私が勤務する学校が創立30周年をむかえたということもあって、
その時代に行って先輩に自分が抱えている悩みについて意見を聞くという筋を考えたのです。
生徒たちから「菊次郎とさき」とか、蛇踊りをやりたいという希望があったのでそれも
採用することにしました。
しかし、先月号の「うずのしゅげ通信」にも書きましたが、
まずは、時間を遡るということのリアリティーをどういうふうに確保するか
というむずかしさがあります。小説やドラマ、劇などでタイムマシーンを登場させたものは、
だいたいにおいてリアリティーに欠けているように思うのです。
上演するときのわかりやすさということもあります。むずかしい理屈では、
観客を納得させることはできません。
それで、タイムトンネルを採用することにしました。タイムマシーンよりも
タイムトンネルの方が単純なだけわかりやすいはずです。
しかし、タイムトンネルの存在は、むかしばなしの例にならってあるものはあると
強行に仮定するとして、
では、どうしてタイムトンネルの現在の入口を発見するか、
そこで、昔にいるざしきジィジィから送られてくるカメが出てくる出口、それが
タイムトンネルの入口であるという
仕掛けを考えました。
そこで、生徒から希望が出ていた蛇踊りの案が浮かび上がってきました。
どういう脈絡かは分からないのですが、蛇踊りをしたいという希望もあったのです。そうなると
生徒たちを乗せて時間のトンネルを通っていく乗り物として、
猫バスならぬ蛇バスというものを考えざるをえなくなってきます。そして、つてをたよって、
蛇踊りの胴体も、どこかの神社から払い下げられた練習用のものを借りることができて、
迫力を添えることができたのです(一緒に借りてきた頭は養護学校で作ったものらしいです)。

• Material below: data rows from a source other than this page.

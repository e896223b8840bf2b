//! Global Configuration (~/.quarry/config.toml)
//!
//! Handles user-level configuration stored in `~/.quarry/config.toml`.

use crate::{ConfigError, ConfigResult};
use serde::{Deserialize, Serialize};
use std::path::{Path, PathBuf};

/// Global user configuration from ~/.quarry/config.toml
#[derive(Debug, Clone, Serialize, Deserialize, PartialEq, Default)]
#[serde(deny_unknown_fields)]
pub struct GlobalConfig {
    /// Resource discovery settings
    #[serde(skip_serializing_if = "Option::is_none")]
    pub resources: Option<ResourcesConfig>,
}

/// Resource discovery settings
#[derive(Debug, Clone, Serialize, Deserialize, PartialEq, Default)]
#[serde(deny_unknown_fields)]
pub struct ResourcesConfig {
    /// Package search roots, scanned in order
    #[serde(default)]
    #[serde(skip_serializing_if = "Vec::is_empty")]
    pub packages_path: Vec<PathBuf>,

    /// Schema generation used for requests (default: 0)
    #[serde(skip_serializing_if = "Option::is_none")]
    pub config_version: Option<u32>,
}

impl GlobalConfig {
    /// Load global configuration from a file
    pub fn load_from_file(path: &Path) -> ConfigResult<Self> {
        let content = std::fs::read_to_string(path).map_err(|e| {
            if e.kind() == std::io::ErrorKind::NotFound {
                ConfigError::NotFound(path.to_path_buf())
            } else {
                ConfigError::IoError(e)
            }
        })?;

        let config: Self = toml::from_str(&content).map_err(|e| ConfigError::TomlParseError {
            file: path.to_path_buf(),
            error: e,
        })?;

        config.validate()?;
        Ok(config)
    }

    /// Validate the global configuration
    pub fn validate(&self) -> ConfigResult<()> {
        if let Some(resources) = &self.resources {
            validate_packages_path("resources.packages_path", &resources.packages_path)?;
        }
        Ok(())
    }

    /// Get the global config file path (~/.quarry/config.toml)
    pub fn global_config_path() -> ConfigResult<PathBuf> {
        let home = dirs::home_dir().ok_or(ConfigError::HomeNotFound)?;
        Ok(home.join(".quarry").join("config.toml"))
    }

    /// Configured search roots, empty when unset
    pub fn packages_path(&self) -> &[PathBuf] {
        self.resources
            .as_ref()
            .map(|r| r.packages_path.as_slice())
            .unwrap_or(&[])
    }

    /// Configured schema generation
    pub fn config_version(&self) -> Option<u32> {
        self.resources.as_ref().and_then(|r| r.config_version)
    }

    /// Merge another global config into this one
    /// Other config takes precedence for set values
    pub fn merge(&mut self, other: &GlobalConfig) {
        let Some(theirs) = &other.resources else {
            return;
        };
        let ours = self.resources.get_or_insert_with(Default::default);
        if !theirs.packages_path.is_empty() {
            ours.packages_path = theirs.packages_path.clone();
        }
        if theirs.config_version.is_some() {
            ours.config_version = theirs.config_version;
        }
    }
}

/// Reject empty search root entries
pub(crate) fn validate_packages_path(field: &str, paths: &[PathBuf]) -> ConfigResult<()> {
    if let Some(pos) = paths.iter().position(|p| p.as_os_str().is_empty()) {
        return Err(ConfigError::InvalidValue {
            field: field.to_string(),
            reason: format!("entry {} is an empty path", pos),
        });
    }
    Ok(())
}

昔に行くからには、戦争の時代に戻りたいものです。しかし、生徒たちはもちろん、
生徒の親もまた戦争をしらない世代です。いまや、戦争を演じることの困難は
言うまでもありません。それで、戦争の時代は、あっさりと通り過ぎることにしました。
ということで、劇のテーマとしては、戦争の時代に触れて平和の意味を考えるということと、
もう一つ、時間を遡るというそもそもの発想をもたらした生徒の悩み、
その悩みに関連した障害の受容ということに落ち着きました。
しかし、この受容というのは養護学校で勤めてきた経験から言っても、
なかなか一筋縄ではいかないむずかしいテーマなのです。
二場の教室の場面でタイムマシーンの話題が出て、そこでたけしがつぎのように自分の悩みを
賢治先生に打ち明けます。
たけし ぼくは、むかしの生徒に聞いてみたいことがあります。
賢治先生 どんなことを聞きたいのかな。
たけし ぼくはよくわからないんです。この学校に入学してもう一年もたつのに、
まだそれでよかったのかどうか決められないんです。
賢治先生 まだ、悩んでいるのかい。
たけし 自分でもよくわからないんです。
……だから、30年前の先輩に聞いてみたいんです。「この学校に入学してよかったですか?」、
「そんなことで悩んだことはないですか?」って、タイムマシーンで行って聞いてみたいんです。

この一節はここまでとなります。